• **WHAT IS BEING ASKED**:
Check each line of the data for "model" and select those that have it.

• **EXTRACTED INFORMATION**:
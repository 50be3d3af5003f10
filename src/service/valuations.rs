use crate::error::{ServiceError, ServiceResult};
use crate::model::StudentValuationDto;
use crate::service::populate;
use crate::store::valuations;
use rusqlite::Connection;

pub fn get(
    conn: &Connection,
    valuation_id: &str,
    institution_id: &str,
) -> ServiceResult<StudentValuationDto> {
    let v = valuations::find_by_id(conn, valuation_id, institution_id)?
        .ok_or_else(|| ServiceError::not_found("valuation"))?;
    populate::valuation_dto(conn, v)
}

pub fn list_by_student(
    conn: &Connection,
    student_id: &str,
    institution_id: &str,
) -> ServiceResult<Vec<StudentValuationDto>> {
    let vs = valuations::list_by_student(conn, student_id, institution_id)?;
    populate::valuation_dtos(conn, vs)
}

pub fn delete(conn: &Connection, valuation_id: &str, institution_id: &str) -> ServiceResult<()> {
    if valuations::delete(conn, valuation_id, institution_id)? == 0 {
        return Err(ServiceError::not_found("valuation"));
    }
    tracing::info!(valuation_id, "student valuation deleted");
    Ok(())
}
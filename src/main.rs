mod config;
mod db;
mod error;
mod ipc;
mod model;
mod scoring;
mod service;
mod store;

use std::io::{self, BufRead, Write};

fn main() {
    let cfg = config::Config::from_env();
    config::init_tracing(&cfg);

    let mut state = ipc::AppState {
        workspace: None,
        db: None,
    };
    if let Some(path) = cfg.workspace.as_ref() {
        // A bad startup workspace leaves the daemon up; the host can select another.
        if let Err(e) = ipc::select_workspace(&mut state, path) {
            tracing::error!(workspace = %path.display(), error = %e, "startup workspace open failed");
        }
    }
    tracing::info!(version = env!("CARGO_PKG_VERSION"), "quartzd ready");

    let stdin = io::stdin();
    let mut stdout = io::stdout();

    for line in stdin.lock().lines() {
        let line = match line {
            Ok(v) => v,
            Err(_) => break,
        };
        if line.trim().is_empty() {
            continue;
        }

        let req: ipc::Request = match serde_json::from_str(&line) {
            Ok(v) => v,
            Err(e) => {
                // Can't reply without id.
                tracing::warn!(error = %e, "unparseable request line");
                let resp = serde_json::json!({
                    "ok": false,
                    "error": { "code": "bad_json", "message": e.to_string() }
                });
                let _ = writeln!(stdout, "{resp}");
                let _ = stdout.flush();
                continue;
            }
        };

        tracing::debug!(id = %req.id, method = %req.method, "request");
        let resp = ipc::handle_request(&mut state, req);
        let _ = writeln!(
            stdout,
            "{}",
            serde_json::to_string(&resp).unwrap_or_else(|_| "{\"ok\":false}".to_string())
        );
        let _ = stdout.flush();
    }
}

• **SOLVED PROBLEM**:
use crate::model::StudentValuationDto;
mod model;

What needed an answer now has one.